- Dostluk nişanesi belâdan, afetlerden, mihnetlerden hoşlanmak değil midir? 1460
- نه نشان دوستی شد سر خوشی ** در بلا و آفت و محنت کشی
- Dost altın gibidir. Belâ da ateşe benzer. Halis altın, ateş içinde saf bir hale gelir”
- دوست همچون زر بلا چون آتش است ** زر خالص در دل آتش خوش است
- Efendisinin Lokman’ı sınaması
- امتحان کردن خواجهی لقمان زیرکی لقمان را
- Tertemiz bir kul olan Lokman, gece gündüz kullukta çevik ve gayretli değil miydi?
- نه که لقمان را که بندهی پاک بود ** روز و شب در بندگی چالاک بود
- Efendisi, onu ileri tutar, oğullarından üstün görürdü.

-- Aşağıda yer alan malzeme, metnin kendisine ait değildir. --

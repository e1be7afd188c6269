// Copyright 2025 Neuraville Inc.
// SPDX-License-Identifier: Apache-2.0

//! Campaign bootstrap, polling and completion against a live orchestrator.

use std::sync::Arc;
use std::time::Duration;

use reveal_ingestion::{
    CampaignDriver, MockBatchConfig, MockBatchGenerator, ScriptedFeed, StaticUniverseSource,
};
use reveal_orchestrator::{
    IdleState, Orchestrator, OrchestratorConfig, OrchestratorEvent, SimulatedRenderer,
};
use reveal_structures::RecordOrigin;
use serde_json::{json, Value};
use tokio::sync::broadcast::error::TryRecvError;
use tokio::sync::broadcast::Receiver;

fn five_record_universe() -> Vec<Value> {
    vec![
        json!({ "id": 1, "Nombre_placa": "Uno", "lat": 40.41, "lng": -3.70, "activo": true }),
        json!({ "id": 2, "Nombre_placa": "Dos", "lat": 28.10, "lng": -15.44, "activo": "1" }),
        json!({ "id": 3, "Nombre_placa": "Tres", "lat": 41.39, "lng": 2.17, "activo": false }),
        json!({ "id": 4, "Nombre_placa": "Cuatro", "lat": 37.39, "lng": -5.98, "activo": 0 }),
        json!({ "id": 5, "Nombre_placa": "Cinco", "lat": 43.26, "lng": -2.93 }),
    ]
}

fn orchestrator() -> Orchestrator {
    let renderer = Arc::new(SimulatedRenderer::new(0.0));
    let config = OrchestratorConfig {
        seed: Some(9),
        ..OrchestratorConfig::default()
    };
    Orchestrator::new(config, renderer.clone(), renderer)
}

async fn until(rx: &mut Receiver<OrchestratorEvent>, target: &OrchestratorEvent) -> Vec<OrchestratorEvent> {
    let mut seen = Vec::new();
    loop {
        let event = rx.recv().await.expect("event stream open");
        let done = &event == target;
        seen.push(event);
        if done {
            return seen;
        }
    }
}

#[tokio::test(start_paused = true)]
async fn test_five_record_campaign_completes_once() {
    let orch = orchestrator();
    let mut rx = orch.subscribe();
    let driver = CampaignDriver::new(orch.clone()).unwrap();

    let report = driver
        .bootstrap(&StaticUniverseSource::new(five_record_universe()))
        .await
        .unwrap();
    assert_eq!(report.universe_size, 5);
    assert_eq!(report.active_ids.len(), 2);
    assert_eq!(orch.visible_count(), 2);

    match rx.recv().await.unwrap() {
        OrchestratorEvent::ActiveLoaded { count, ids } => {
            assert_eq!(count, 2);
            assert_eq!(ids, report.active_ids);
        }
        other => panic!("expected ActiveLoaded, got {other:?}"),
    }

    let feed = MockBatchGenerator::new(MockBatchConfig {
        counts: vec![1],
        pool: vec![2, 4],
        seed: Some(17),
    });
    let poller = driver.poll(Duration::from_secs(60), Box::new(feed)).unwrap();

    let events = until(&mut rx, &OrchestratorEvent::CampaignComplete).await;
    poller.await.unwrap();

    let painted: Vec<_> = events
        .iter()
        .enumerate()
        .filter(|(_, e)| matches!(e, OrchestratorEvent::Painted { .. }))
        .map(|(i, _)| i)
        .collect();
    assert_eq!(painted.len(), 3);
    assert!(events.contains(&OrchestratorEvent::AllActive { universe_size: 5 }));
    assert_eq!(events.last(), Some(&OrchestratorEvent::CampaignComplete));
    assert!(painted.iter().all(|i| *i < events.len() - 1));

    // Nothing else completes the campaign a second time
    tokio::time::sleep(Duration::from_secs(600)).await;
    loop {
        match rx.try_recv() {
            Ok(OrchestratorEvent::CampaignComplete) => panic!("campaign completed twice"),
            Ok(_) => continue,
            Err(TryRecvError::Empty) => break,
            Err(e) => panic!("unexpected {e:?}"),
        }
    }

    assert!(driver.is_complete());
    assert_eq!(orch.idle_state(), IdleState::Disabled);
    let status = driver.status();
    assert_eq!((status.active, status.painted, status.universe_size), (5, 5, 5));
}

#[tokio::test(start_paused = true)]
async fn test_polling_stops_once_all_active() {
    let orch = orchestrator();
    let mut rx = orch.subscribe();
    let driver = CampaignDriver::new(orch.clone()).unwrap();
    driver
        .bootstrap(&StaticUniverseSource::new(five_record_universe()))
        .await
        .unwrap();

    // Unknown and repeated ids are ignored
    let feed = ScriptedFeed::new([vec![3, 99], vec![3], vec![4, 5]]);
    let poller = driver.poll(Duration::from_secs(5), Box::new(feed)).unwrap();

    until(&mut rx, &OrchestratorEvent::AllActive { universe_size: 5 }).await;
    tokio::time::timeout(Duration::from_secs(1), poller)
        .await
        .expect("poller exits after AllActive")
        .unwrap();
    assert!(driver.status().all_active);
}

#[tokio::test(start_paused = true)]
async fn test_manual_activation_uses_manual_origin() {
    let orch = orchestrator();
    let mut rx = orch.subscribe();
    let driver = CampaignDriver::new(orch.clone()).unwrap();
    driver
        .bootstrap(&StaticUniverseSource::new(five_record_universe()))
        .await
        .unwrap();

    assert!(driver.activate(3, RecordOrigin::Manual).is_some());
    assert!(driver.activate(3, RecordOrigin::Manual).is_none());
    assert!(driver.activate(42, RecordOrigin::Manual).is_none());

    let events = until(&mut rx, &OrchestratorEvent::QueueDrained).await;
    let origins: Vec<_> = events
        .iter()
        .filter_map(|e| match e {
            OrchestratorEvent::Painted { origin, .. } => Some(*origin),
            _ => None,
        })
        .collect();
    assert_eq!(origins, vec![RecordOrigin::Manual]);
    assert!(!driver.is_complete());
}

#[tokio::test(start_paused = true)]
async fn test_fully_active_universe_completes_at_bootstrap() {
    let orch = orchestrator();
    let mut rx = orch.subscribe();
    let driver = CampaignDriver::new(orch.clone()).unwrap();
    let rows = vec![
        json!({ "id": 1, "Nombre": "A", "lat": 40.0, "lng": -3.0, "activo": true }),
        json!({ "id": 2, "Nombre": "B", "lat": 41.0, "lng": -4.0, "activo": "true" }),
    ];
    driver.bootstrap(&StaticUniverseSource::new(rows)).await.unwrap();

    until(&mut rx, &OrchestratorEvent::CampaignComplete).await;
    assert_eq!(orch.idle_state(), IdleState::Disabled);
}

#[tokio::test(start_paused = true)]
async fn test_empty_universe_never_completes() {
    let orch = orchestrator();
    let driver = CampaignDriver::new(orch.clone()).unwrap();
    let report = driver
        .bootstrap(&StaticUniverseSource::new(vec![json!({ "id": 1, "lat": null, "lng": 1.0 })]))
        .await
        .unwrap();
    assert_eq!(report.universe_size, 0);
    assert_eq!(report.dropped_rows, 1);
    tokio::time::sleep(Duration::from_secs(1)).await;
    assert!(!driver.is_complete());
    assert_ne!(orch.idle_state(), IdleState::Disabled);
}

#[tokio::test(start_paused = true)]
async fn test_poll_before_bootstrap_waits_for_a_universe() {
    let orch = orchestrator();
    let mut rx = orch.subscribe();
    let driver = CampaignDriver::new(orch.clone()).unwrap();

    let feed = ScriptedFeed::new([vec![1], vec![2]]);
    let poller = driver.poll(Duration::from_secs(1), Box::new(feed)).unwrap();
    tokio::time::sleep(Duration::from_secs(5)).await;

    assert!(!poller.is_finished());
    assert!(!driver.status().all_active);
    loop {
        match rx.try_recv() {
            Ok(OrchestratorEvent::AllActive { universe_size }) => {
                panic!("AllActive announced for a universe of {universe_size}")
            }
            Ok(_) => {}
            Err(TryRecvError::Empty) => break,
            Err(e) => panic!("event stream failed: {e}"),
        }
    }
    poller.abort();
}
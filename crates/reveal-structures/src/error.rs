// Copyright 2025 Neuraville Inc.
// SPDX-License-Identifier: Apache-2.0

//! Record validation errors

use thiserror::Error;

/// Reasons a record is refused before it can reach the queue
#[derive(Error, Debug, Clone, PartialEq)]
pub enum RecordError {
    #[error("Record identifier is empty")]
    EmptyId,

    #[error("Non-finite coordinate: lat={lat}, lng={lng}")]
    NonFiniteCoordinate { lat: f64, lng: f64 },

    #[error("Latitude {0} outside [-90, 90]")]
    LatitudeOutOfRange(f64),

    #[error("Longitude {0} outside [-180, 180]")]
    LongitudeOutOfRange(f64),
}

/// Result type for record validation
pub type RecordResult<T> = Result<T, RecordError>;
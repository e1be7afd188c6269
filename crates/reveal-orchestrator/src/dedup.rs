// Copyright 2025 Neuraville Inc.
// SPDX-License-Identifier: Apache-2.0

//! Dedup index over visible, queued and in-flight stable identifiers

use ahash::{AHashMap, AHashSet};
use reveal_structures::{StableId, Viewport, VisualSlot};

/// Answers "is this record already visible, queued or animating?"
///
/// Kept in lockstep with the feature store and the queue by the orchestrator; it
/// is never mutated on its own.
#[derive(Debug, Default)]
pub struct DedupIndex {
    visible: AHashMap<StableId, (Viewport, VisualSlot)>,
    queued: AHashSet<StableId>,
    in_flight: Option<StableId>,
}

impl DedupIndex {
    pub fn new() -> Self {
        Self::default()
    }

    pub fn exists(&self, id: &StableId) -> bool {
        self.visible.contains_key(id) || self.queued.contains(id) || self.is_in_flight(id)
    }

    pub fn is_visible(&self, id: &StableId) -> bool {
        self.visible.contains_key(id)
    }

    pub fn is_queued(&self, id: &StableId) -> bool {
        self.queued.contains(id)
    }

    pub fn is_in_flight(&self, id: &StableId) -> bool {
        self.in_flight.as_ref() == Some(id)
    }

    pub fn location(&self, id: &StableId) -> Option<(Viewport, VisualSlot)> {
        self.visible.get(id).copied()
    }

    pub fn mark_queued(&mut self, id: StableId) {
        self.queued.insert(id);
    }

    pub fn unmark_queued(&mut self, id: &StableId) -> bool {
        self.queued.remove(id)
    }

    /// Move an identifier from queued to in flight
    pub fn begin_flight(&mut self, id: StableId) {
        self.queued.remove(&id);
        self.in_flight = Some(id);
    }

    pub fn end_flight(&mut self) -> Option<StableId> {
        self.in_flight.take()
    }

    pub fn mark_visible(&mut self, id: StableId, viewport: Viewport, slot: VisualSlot) {
        self.visible.insert(id, (viewport, slot));
    }

    pub fn unmark_visible(&mut self, id: &StableId) -> Option<(Viewport, VisualSlot)> {
        self.visible.remove(id)
    }
}
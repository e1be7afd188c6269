// Copyright 2025 Neuraville Inc.
// SPDX-License-Identifier: Apache-2.0

//! Where the campaign universe comes from

use std::path::{Path, PathBuf};

use async_trait::async_trait;
use serde_json::Value;
use tracing::debug;

use crate::error::{IngestionError, IngestionResult};

/// Produces the raw dataset rows of the whole universe
#[async_trait]
pub trait UniverseSource: Send + Sync {
    async fn load(&self) -> IngestionResult<Vec<Value>>;

    /// Human-readable origin for logs
    fn describe(&self) -> String;
}

fn into_rows(value: Value) -> IngestionResult<Vec<Value>> {
    match value {
        Value::Array(rows) => Ok(rows),
        Value::Object(_) => Err(IngestionError::NotAnArray("an object")),
        Value::String(_) => Err(IngestionError::NotAnArray("a string")),
        Value::Number(_) => Err(IngestionError::NotAnArray("a number")),
        Value::Bool(_) => Err(IngestionError::NotAnArray("a boolean")),
        Value::Null => Err(IngestionError::NotAnArray("null")),
    }
}

/// A JSON array of rows on disk, re-read on every load
#[derive(Debug, Clone)]
pub struct JsonFileUniverseSource {
    path: PathBuf,
}

impl JsonFileUniverseSource {
    pub fn new(path: impl Into<PathBuf>) -> Self {
        Self { path: path.into() }
    }

    pub fn path(&self) -> &Path {
        &self.path
    }
}

#[async_trait]
impl UniverseSource for JsonFileUniverseSource {
    async fn load(&self) -> IngestionResult<Vec<Value>> {
        let text = tokio::fs::read_to_string(&self.path)
            .await
            .map_err(|source| IngestionError::Io {
                path: self.path.clone(),
                source,
            })?;
        let rows = into_rows(serde_json::from_str(&text)?)?;
        debug!(target: "reveal-ingestion", "Loaded {} row(s) from {}", rows.len(), self.path.display());
        Ok(rows)
    }

    fn describe(&self) -> String {
        self.path.display().to_string()
    }
}

/// Rows held in memory
#[derive(Debug, Clone, Default)]
pub struct StaticUniverseSource {
    rows: Vec<Value>,
}

impl StaticUniverseSource {
    pub fn new(rows: Vec<Value>) -> Self {
        Self { rows }
    }

    pub fn from_json(text: &str) -> IngestionResult<Self> {
        Ok(Self::new(into_rows(serde_json::from_str(text)?)?))
    }
}

#[async_trait]
impl UniverseSource for StaticUniverseSource {
    async fn load(&self) -> IngestionResult<Vec<Value>> {
        Ok(self.rows.clone())
    }

    fn describe(&self) -> String {
        format!("{} in-memory row(s)", self.rows.len())
    }
}
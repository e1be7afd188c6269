// Copyright 2025 Neuraville Inc.
// SPDX-License-Identifier: Apache-2.0

//! Viewports, the inset geofence and camera defaults

use std::fmt;

use serde::{Deserialize, Serialize};

use crate::geo::LngLat;

/// One of the two independently addressable display regions
#[derive(Debug, Clone, Copy, PartialEq, Eq, Hash, PartialOrd, Ord, Serialize, Deserialize)]
#[serde(rename_all = "lowercase")]
pub enum Viewport {
    Main,
    Inset,
}

impl Viewport {
    pub const ALL: [Viewport; 2] = [Viewport::Main, Viewport::Inset];

    /// Dense index for per-viewport arrays
    pub const fn index(self) -> usize {
        match self {
            Viewport::Main => 0,
            Viewport::Inset => 1,
        }
    }

    /// Camera zoom used while focusing a record
    pub const fn focus_zoom(self) -> f64 {
        match self {
            Viewport::Main => 7.8,
            Viewport::Inset => 7.2,
        }
    }

    pub const fn as_str(self) -> &'static str {
        match self {
            Viewport::Main => "main",
            Viewport::Inset => "inset",
        }
    }
}

impl fmt::Display for Viewport {
    fn fmt(&self, f: &mut fmt::Formatter<'_>) -> fmt::Result {
        f.write_str(self.as_str())
    }
}

/// Inclusive latitude/longitude box
#[derive(Debug, Clone, Copy, PartialEq, Serialize, Deserialize)]
pub struct Geofence {
    pub min_lat: f64,
    pub max_lat: f64,
    pub min_lng: f64,
    pub max_lng: f64,
}

impl Geofence {
    pub fn contains(&self, lat: f64, lng: f64) -> bool {
        lat >= self.min_lat && lat <= self.max_lat && lng >= self.min_lng && lng <= self.max_lng
    }
}

/// Everything inside this box is drawn on the inset viewport
pub const INSET_GEOFENCE: Geofence = Geofence {
    min_lat: 27.0,
    max_lat: 29.5,
    min_lng: -18.5,
    max_lng: -13.5,
};

/// Classify coordinates into a viewport. Pure: ingestion and removal both call it
/// and must agree.
pub fn route(lat: f64, lng: f64) -> Viewport {
    if INSET_GEOFENCE.contains(lat, lng) {
        Viewport::Inset
    } else {
        Viewport::Main
    }
}

/// Camera position a viewport returns to after each animation
#[derive(Debug, Clone, Copy, PartialEq, Serialize, Deserialize)]
pub struct CameraView {
    pub center: LngLat,
    pub zoom: f64,
    #[serde(default)]
    pub bearing: f64,
    #[serde(default)]
    pub pitch: f64,
}

impl CameraView {
    pub const fn new(center: LngLat, zoom: f64) -> Self {
        Self {
            center,
            zoom,
            bearing: 0.0,
            pitch: 0.0,
        }
    }

    /// Built-in framing for each viewport
    pub const fn default_for(viewport: Viewport) -> Self {
        match viewport {
            Viewport::Main => Self::new(
                LngLat::new(-3.625_634_990_221_584_5, 39.936_510_749_441_17),
                5.542_327_120_629_595,
            ),
            Viewport::Inset => Self::new(
                LngLat::new(-15.458_668_714_336_568, 28.422_603_127_154_147),
                5.548_587_811_931_847_5,
            ),
        }
    }

    pub fn is_valid(&self) -> bool {
        self.center.lng.is_finite()
            && self.center.lat.is_finite()
            && self.zoom.is_finite()
            && self.bearing.is_finite()
            && self.pitch.is_finite()
    }

    /// This view if usable, otherwise the built-in default for `viewport`
    pub fn or_default_for(self, viewport: Viewport) -> Self {
        if self.is_valid() {
            self
        } else {
            Self::default_for(viewport)
        }
    }
}
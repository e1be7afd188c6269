// Copyright 2025 Neuraville Inc.
// SPDX-License-Identifier: Apache-2.0

/*!
Orchestrator error types.

Renderer and path failures never escape a pipeline run; they are logged and the
queue advances. Only caller mistakes (invalid records) and snapshot I/O reach the
public API as errors.
*/

use std::time::Duration;

use reveal_structures::RecordError;
use thiserror::Error;

/// A single renderer call failed or never completed
#[derive(Error, Debug, Clone, PartialEq)]
pub enum RenderError {
    #[error("Renderer rejected {operation}: {reason}")]
    Rejected {
        operation: &'static str,
        reason: String,
    },

    #[error("Renderer did not finish {operation} within {timeout:?}")]
    Timeout {
        operation: &'static str,
        timeout: Duration,
    },
}

impl RenderError {
    pub fn rejected(operation: &'static str, reason: impl Into<String>) -> Self {
        RenderError::Rejected {
            operation,
            reason: reason.into(),
        }
    }
}

/// Result type for renderer calls
pub type RenderResult<T> = Result<T, RenderError>;

/// Path acquisition failures for the route stage
#[derive(Error, Debug, Clone, PartialEq)]
pub enum PathError {
    #[error("Path service unavailable: {0}")]
    Unavailable(String),

    #[error("Path has fewer than two points")]
    Degenerate,

    #[error("Path of {0:.2} km is too short")]
    TooShort(f64),
}

/// Errors surfaced by the orchestrator API
#[derive(Error, Debug)]
pub enum OrchestratorError {
    #[error("Invalid record: {0}")]
    InvalidRecord(#[from] RecordError),

    #[error("View snapshot I/O failed: {0}")]
    Io(#[from] std::io::Error),

    #[error("View snapshot is malformed: {0}")]
    Json(#[from] serde_json::Error),
}

/// Result type for orchestrator operations
pub type OrchestratorResult<T> = Result<T, OrchestratorError>;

- خواجهاش میداشتی در کار پیش ** بهترش دیدی ز فرزندان خویش
- Çünkü lokman, filvaki kuloğluydu ama efendiydi, heva ve hevesten hürdü.
- ز انکه لقمان گر چه بنده زاد بود ** خواجه بود و از هوا آزاد بود
- Bir padişah, konuşma esnasında bir şeyhe dedi ki: “ Benden bir şey dile” 1465
- گفت شاهی شیخ را اندر سخن ** چیزی از بخشش ز من درخواست کن
- Şeyh “ Padişahım, bana böyle söylemekten utanmıyor musun? Hele biraz daha yüksel!
- گفت ای شه شرم ناید مر ترا ** که چنین گویی مرا زین برتر آ
- Benim iki kulum var. Onlar hor hakir kişilerdir ama ikisi de sana hükmederler, ikisi de emrederler” dedi.
- من دو بنده دارم و ایشان حقیر ** و آن دو بر تو حاکمانند و امیر
- Padişah “Bu söz hatalı bir söz. O iki kul kimler ?” deyince, şeyh “ Birisi kızmak, öbürü şehvet” dedi.
- گفت شه آن دو چهاند این زلت است ** گفت آن یک خشم و دیگر شهوت است
- Padişahlıktan feragat edeni padişah bil. Onun nuru ayla güneş olmaksızın da parlar durur.
- شاه آن دان کاو ز شاهی فارغ است ** بیمه و خورشید نورش بازغ است
- Mahzene sahip olan, zatı mahzen olmuş kişidir. Varlığa, mağlûp olan, varlığa düşman olan kişidir. 1470
- مخزن آن دارد که مخزن ذات اوست ** هستی او دارد که با هستی عدوست
- Lokman’ın efendisi, görünüşte onun efendisiydi ama hakikatte Lokman’ın kuluydu.
- خواجهی لقمان به ظاهر خواجهوش ** در حقیقت بنده، لقمان خواجهاش
- Bu ters dünyada benzerler pek çoktur. Onların nazarında bir gevher, çöp parçasından da bayağıdır.
- در جهان باژگونه زین بسی است ** در نظرشان گوهری کم از خسی است
- Her çöle, geçip kurtulunacak yer adı verilmiştir. Ad ve suret, halkın akıllarına tuzaktır.
- مر بیابان را مفازه نام شد ** نام و رنگی عقلشان را دام شد
- Bir güruhu, elbisesi tanıtır. Onu o libasla görünce avamdan derler.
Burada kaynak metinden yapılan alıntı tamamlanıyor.